▸ **THE TASK**: Nothing but a full, exact copy of the data is needed.

Items from a data source
──────────────────────────────

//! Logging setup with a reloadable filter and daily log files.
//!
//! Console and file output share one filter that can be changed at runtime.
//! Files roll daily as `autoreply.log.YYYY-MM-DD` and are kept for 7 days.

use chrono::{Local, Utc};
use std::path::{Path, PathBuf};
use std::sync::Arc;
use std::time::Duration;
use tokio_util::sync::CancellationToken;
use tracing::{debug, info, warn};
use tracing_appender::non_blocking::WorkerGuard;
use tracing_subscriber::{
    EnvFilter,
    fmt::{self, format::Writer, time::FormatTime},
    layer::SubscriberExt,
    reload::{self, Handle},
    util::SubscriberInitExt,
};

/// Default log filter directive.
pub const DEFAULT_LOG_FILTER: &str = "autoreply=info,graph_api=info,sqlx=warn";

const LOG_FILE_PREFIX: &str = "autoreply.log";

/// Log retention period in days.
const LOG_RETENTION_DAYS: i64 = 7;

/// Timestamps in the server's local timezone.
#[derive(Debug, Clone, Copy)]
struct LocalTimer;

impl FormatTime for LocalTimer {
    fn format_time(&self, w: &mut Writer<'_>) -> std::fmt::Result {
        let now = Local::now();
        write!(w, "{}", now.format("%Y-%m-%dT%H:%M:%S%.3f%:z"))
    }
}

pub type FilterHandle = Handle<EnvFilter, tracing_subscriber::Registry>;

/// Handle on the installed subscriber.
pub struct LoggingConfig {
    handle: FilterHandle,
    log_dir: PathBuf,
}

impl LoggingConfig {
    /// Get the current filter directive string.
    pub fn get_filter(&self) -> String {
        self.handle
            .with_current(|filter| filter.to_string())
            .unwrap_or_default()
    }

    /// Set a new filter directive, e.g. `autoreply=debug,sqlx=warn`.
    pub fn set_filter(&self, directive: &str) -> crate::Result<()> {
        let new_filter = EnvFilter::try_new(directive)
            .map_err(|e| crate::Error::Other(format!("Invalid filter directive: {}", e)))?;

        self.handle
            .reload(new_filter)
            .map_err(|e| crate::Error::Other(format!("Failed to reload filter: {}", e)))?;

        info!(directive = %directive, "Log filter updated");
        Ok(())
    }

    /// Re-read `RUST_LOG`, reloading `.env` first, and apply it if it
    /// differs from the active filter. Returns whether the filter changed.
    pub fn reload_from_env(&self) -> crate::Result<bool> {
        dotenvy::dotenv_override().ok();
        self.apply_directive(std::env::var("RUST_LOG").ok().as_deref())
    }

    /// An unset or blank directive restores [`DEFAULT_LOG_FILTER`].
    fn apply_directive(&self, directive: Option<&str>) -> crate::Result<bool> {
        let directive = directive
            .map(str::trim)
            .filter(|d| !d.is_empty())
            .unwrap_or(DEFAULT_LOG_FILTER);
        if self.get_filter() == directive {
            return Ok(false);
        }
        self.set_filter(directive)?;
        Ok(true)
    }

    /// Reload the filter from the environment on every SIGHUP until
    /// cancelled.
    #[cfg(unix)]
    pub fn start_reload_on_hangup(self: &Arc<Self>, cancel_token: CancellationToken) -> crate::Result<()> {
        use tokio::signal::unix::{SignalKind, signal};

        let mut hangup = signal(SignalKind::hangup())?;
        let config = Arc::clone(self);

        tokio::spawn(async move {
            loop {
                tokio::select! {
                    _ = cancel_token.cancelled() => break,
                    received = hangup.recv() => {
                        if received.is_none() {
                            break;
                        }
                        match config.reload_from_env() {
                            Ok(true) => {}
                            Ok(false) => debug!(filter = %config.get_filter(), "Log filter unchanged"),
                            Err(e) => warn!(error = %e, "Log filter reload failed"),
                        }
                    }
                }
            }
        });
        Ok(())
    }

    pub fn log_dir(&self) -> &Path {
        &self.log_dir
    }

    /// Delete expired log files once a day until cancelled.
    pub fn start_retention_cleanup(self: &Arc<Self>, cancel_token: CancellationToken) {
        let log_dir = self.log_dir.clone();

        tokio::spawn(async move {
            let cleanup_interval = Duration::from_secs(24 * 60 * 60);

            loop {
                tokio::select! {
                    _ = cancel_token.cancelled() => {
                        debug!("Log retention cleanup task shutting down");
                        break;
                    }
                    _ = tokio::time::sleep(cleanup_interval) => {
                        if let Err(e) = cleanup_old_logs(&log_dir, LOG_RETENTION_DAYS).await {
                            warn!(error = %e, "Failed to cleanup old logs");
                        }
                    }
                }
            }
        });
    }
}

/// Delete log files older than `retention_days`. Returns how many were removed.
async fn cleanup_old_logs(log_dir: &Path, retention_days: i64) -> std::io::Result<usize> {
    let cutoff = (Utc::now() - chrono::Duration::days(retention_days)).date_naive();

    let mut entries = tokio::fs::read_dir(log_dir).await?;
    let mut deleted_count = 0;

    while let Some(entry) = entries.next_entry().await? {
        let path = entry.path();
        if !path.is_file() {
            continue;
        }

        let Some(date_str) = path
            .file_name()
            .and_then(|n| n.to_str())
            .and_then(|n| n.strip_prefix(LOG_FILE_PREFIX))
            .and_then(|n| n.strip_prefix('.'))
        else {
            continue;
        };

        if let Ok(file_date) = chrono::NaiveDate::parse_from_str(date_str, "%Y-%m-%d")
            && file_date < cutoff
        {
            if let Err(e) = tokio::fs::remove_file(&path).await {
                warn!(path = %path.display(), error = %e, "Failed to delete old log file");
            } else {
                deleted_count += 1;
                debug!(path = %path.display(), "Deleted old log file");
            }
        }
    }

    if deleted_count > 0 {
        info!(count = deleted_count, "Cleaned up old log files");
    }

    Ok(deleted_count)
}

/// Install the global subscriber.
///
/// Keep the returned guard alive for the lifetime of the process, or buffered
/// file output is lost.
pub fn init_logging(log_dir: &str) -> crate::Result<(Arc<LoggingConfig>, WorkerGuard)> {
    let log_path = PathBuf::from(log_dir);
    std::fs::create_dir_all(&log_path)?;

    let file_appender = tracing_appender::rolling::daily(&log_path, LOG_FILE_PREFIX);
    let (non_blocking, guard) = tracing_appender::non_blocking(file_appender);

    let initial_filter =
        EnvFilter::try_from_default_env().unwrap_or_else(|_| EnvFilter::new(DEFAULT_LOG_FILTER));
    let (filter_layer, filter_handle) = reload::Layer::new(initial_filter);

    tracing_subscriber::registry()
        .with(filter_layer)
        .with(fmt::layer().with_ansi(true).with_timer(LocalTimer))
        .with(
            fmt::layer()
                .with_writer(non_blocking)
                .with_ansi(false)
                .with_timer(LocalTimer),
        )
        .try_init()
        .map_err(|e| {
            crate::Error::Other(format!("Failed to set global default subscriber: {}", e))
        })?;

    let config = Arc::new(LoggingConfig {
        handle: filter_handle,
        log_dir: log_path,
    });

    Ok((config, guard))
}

──────────────────────────────

▸ **EXERCISE ANSWER**:
//! Logging setup with a reloadable filter and daily log files.
//!
//! Console and file output share one filter that can be changed at runtime.
//! Files roll daily as `autoreply.log.YYYY-MM-DD` and are kept for 7 days.

use chrono::{Local, Utc};
use std::path::{Path, PathBuf};
use std::sync::Arc;
use std::time::Duration;
use tokio_util::sync::CancellationToken;
use tracing::{debug, info, warn};
use tracing_appender::non_blocking::WorkerGuard;
use tracing_subscriber::{
    EnvFilter,
    fmt::{self, format::Writer, time::FormatTime},
    layer::SubscriberExt,
    reload::{self, Handle},
    util::SubscriberInitExt,
};

/// Default log filter directive.
pub const DEFAULT_LOG_FILTER: &str = "autoreply=info,graph_api=info,sqlx=warn";

const LOG_FILE_PREFIX: &str = "autoreply.log";

/// Log retention period in days.
const LOG_RETENTION_DAYS: i64 = 7;

/// Timestamps in the server's local timezone.
#[derive(Debug, Clone, Copy)]
struct LocalTimer;

impl FormatTime for LocalTimer {
    fn format_time(&self, w: &mut Writer<'_>) -> std::fmt::Result {
        let now = Local::now();
        write!(w, "{}", now.format("%Y-%m-%dT%H:%M:%S%.3f%:z"))
    }
}

pub type FilterHandle = Handle<EnvFilter, tracing_subscriber::Registry>;

/// Handle on the installed subscriber.
pub struct LoggingConfig {
    handle: FilterHandle,
    log_dir: PathBuf,
}

impl LoggingConfig {
    /// Get the current filter directive string.
    pub fn get_filter(&self) -> String {
        self.handle
            .with_current(|filter| filter.to_string())
            .unwrap_or_default()
    }

    /// Set a new filter directive, e.g. `autoreply=debug,sqlx=warn`.
    pub fn set_filter(&self, directive: &str) -> crate::Result<()> {
        let new_filter = EnvFilter::try_new(directive)
            .map_err(|e| crate::Error::Other(format!("Invalid filter directive: {}", e)))?;

        self.handle
            .reload(new_filter)
            .map_err(|e| crate::Error::Other(format!("Failed to reload filter: {}", e)))?;

        info!(directive = %directive, "Log filter updated");
        Ok(())
    }

    /// Re-read `RUST_LOG`, reloading `.env` first, and apply it if it
    /// differs from the active filter. Returns whether the filter changed.
    pub fn reload_from_env(&self) -> crate::Result<bool> {
        dotenvy::dotenv_override().ok();
        self.apply_directive(std::env::var("RUST_LOG").ok().as_deref())
    }

    /// An unset or blank directive restores [`DEFAULT_LOG_FILTER`].
    fn apply_directive(&self, directive: Option<&str>) -> crate::Result<bool> {
        let directive = directive
            .map(str::trim)
            .filter(|d| !d.is_empty())
            .unwrap_or(DEFAULT_LOG_FILTER);
        if self.get_filter() == directive {
            return Ok(false);
        }
        self.set_filter(directive)?;
        Ok(true)
    }

    /// Reload the filter from the environment on every SIGHUP until
    /// cancelled.
    #[cfg(unix)]
    pub fn start_reload_on_hangup(self: &Arc<Self>, cancel_token: CancellationToken) -> crate::Result<()> {
        use tokio::signal::unix::{SignalKind, signal};

        let mut hangup = signal(SignalKind::hangup())?;
        let config = Arc::clone(self);

        tokio::spawn(async move {
            loop {
                tokio::select! {
                    _ = cancel_token.cancelled() => break,
                    received = hangup.recv() => {
                        if received.is_none() {
                            break;
                        }
                        match config.reload_from_env() {
                            Ok(true) => {}
                            Ok(false) => debug!(filter = %config.get_filter(), "Log filter unchanged"),
                            Err(e) => warn!(error = %e, "Log filter reload failed"),
                        }
                    }
                }
            }
        });
        Ok(())
    }

    pub fn log_dir(&self) -> &Path {
        &self.log_dir
    }

    /// Delete expired log files once a day until cancelled.
    pub fn start_retention_cleanup(self: &Arc<Self>, cancel_token: CancellationToken) {
        let log_dir = self.log_dir.clone();

        tokio::spawn(async move {
            let cleanup_interval = Duration::from_secs(24 * 60 * 60);

            loop {
                tokio::select! {
                    _ = cancel_token.cancelled() => {
                        debug!("Log retention cleanup task shutting down");
                        break;
                    }
                    _ = tokio::time::sleep(cleanup_interval) => {
                        if let Err(e) = cleanup_old_logs(&log_dir, LOG_RETENTION_DAYS).await {
                            warn!(error = %e, "Failed to cleanup old logs");
                        }
                    }
                }
            }
        });
    }
}

/// Delete log files older than `retention_days`. Returns how many were removed.
async fn cleanup_old_logs(log_dir: &Path, retention_days: i64) -> std::io::Result<usize> {
    let cutoff = (Utc::now() - chrono::Duration::days(retention_days)).date_naive();

    let mut entries = tokio::fs::read_dir(log_dir).await?;
    let mut deleted_count = 0;

    while let Some(entry) = entries.next_entry().await? {
        let path = entry.path();
        if !path.is_file() {
            continue;
        }

        let Some(date_str) = path
            .file_name()
            .and_then(|n| n.to_str())
            .and_then(|n| n.strip_prefix(LOG_FILE_PREFIX))
            .and_then(|n| n.strip_prefix('.'))
        else {
            continue;
        };

        if let Ok(file_date) = chrono::NaiveDate::parse_from_str(date_str, "%Y-%m-%d")
            && file_date < cutoff
        {
            if let Err(e) = tokio::fs::remove_file(&path).await {
                warn!(path = %path.display(), error = %e, "Failed to delete old log file");
            } else {
                deleted_count += 1;
                debug!(path = %path.display(), "Deleted old log file");
            }
        }
    }

    if deleted_count > 0 {
        info!(count = deleted_count, "Cleaned up old log files");
    }

    Ok(deleted_count)
}

/// Install the global subscriber.
///
/// Keep the returned guard alive for the lifetime of the process, or buffered
/// file output is lost.
pub fn init_logging(log_dir: &str) -> crate::Result<(Arc<LoggingConfig>, WorkerGuard)> {
    let log_path = PathBuf::from(log_dir);
    std::fs::create_dir_all(&log_path)?;

    let file_appender = tracing_appender::rolling::daily(&log_path, LOG_FILE_PREFIX);
    let (non_blocking, guard) = tracing_appender::non_blocking(file_appender);

    let initial_filter =
        EnvFilter::try_from_default_env().unwrap_or_else(|_| EnvFilter::new(DEFAULT_LOG_FILTER));
    let (filter_layer, filter_handle) = reload::Layer::new(initial_filter);

    tracing_subscriber::registry()
        .with(filter_layer)
        .with(fmt::layer().with_ansi(true).with_timer(LocalTimer))
        .with(
            fmt::layer()
                .with_writer(non_blocking)
                .with_ansi(false)
                .with_timer(LocalTimer),
        )
        .try_init()
        .map_err(|e| {
            crate::Error::Other(format!("Failed to set global default subscriber: {}", e))
        })?;

    let config = Arc::new(LoggingConfig {
        handle: filter_handle,
        log_dir: log_path,
    });

    Ok((config, guard))
}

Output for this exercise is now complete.